Exercise brief: All lines in the data below carrying the string "chrono" are to be located and copied.

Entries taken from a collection
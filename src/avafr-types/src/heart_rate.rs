use chrono::NaiveDateTime;
use serde::{Deserialize, Serialize};

use crate::UserDay;

#[derive(Clone, Copy, Debug, PartialEq, Eq, Serialize, Deserialize)]
pub struct HeartRateSample {
    pub user_id: i64,
    pub time: NaiveDateTime,
    pub value: u16,
}

impl HeartRateSample {
    /// The sleep day whose `[00:00, next 00:00)` window contains this sample.
    pub fn key(&self) -> UserDay {
        UserDay::new(self.user_id, self.time.date())
    }
}

#[cfg(test)]
mod tests {
    use super::*;
    use chrono::NaiveDate;

    #[test]
    fn midnight_belongs_to_new_day() {
        let time = NaiveDate::from_ymd_opt(2016, 4, 13)
            .unwrap()
            .and_hms_opt(0, 0, 0)
            .unwrap();
        let sample = HeartRateSample {
            user_id: 7,
            time,
            value: 55,
        };

        assert_eq!(sample.key().date, NaiveDate::from_ymd_opt(2016, 4, 13).unwrap());
    }
}
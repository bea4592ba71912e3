use avafr_types::{ActivityRecord, MergedRecord, SleepRecord};
use chrono::NaiveDate;

pub fn day(d: u32) -> NaiveDate {
    NaiveDate::from_ymd_opt(2016, 4, d).unwrap()
}

pub fn activity(user_id: i64, d: u32, lightly: u32) -> ActivityRecord {
    ActivityRecord {
        user_id,
        date: day(d),
        total_steps: 8000,
        total_distance: 5.5,
        very_active_minutes: 20,
        fairly_active_minutes: 10,
        lightly_active_minutes: lightly,
        sedentary_minutes: 800,
        calories: 2000,
    }
}

pub fn sleep(user_id: i64, d: u32, asleep: u32) -> SleepRecord {
    SleepRecord {
        user_id,
        date: day(d),
        total_sleep_records: 1,
        total_minutes_asleep: asleep,
        total_time_in_bed: asleep + 30,
    }
}

pub fn row(user_id: i64, d: u32, lightly: u32, asleep: u32, resting: Option<f64>) -> MergedRecord {
    MergedRecord {
        resting_heart_rate: resting,
        ..MergedRecord::join(&activity(user_id, d, lightly), &sleep(user_id, d, asleep))
    }
}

Written reply:
use chrono::NaiveDateTime;
    use chrono::NaiveDate;
use chrono::NaiveDate;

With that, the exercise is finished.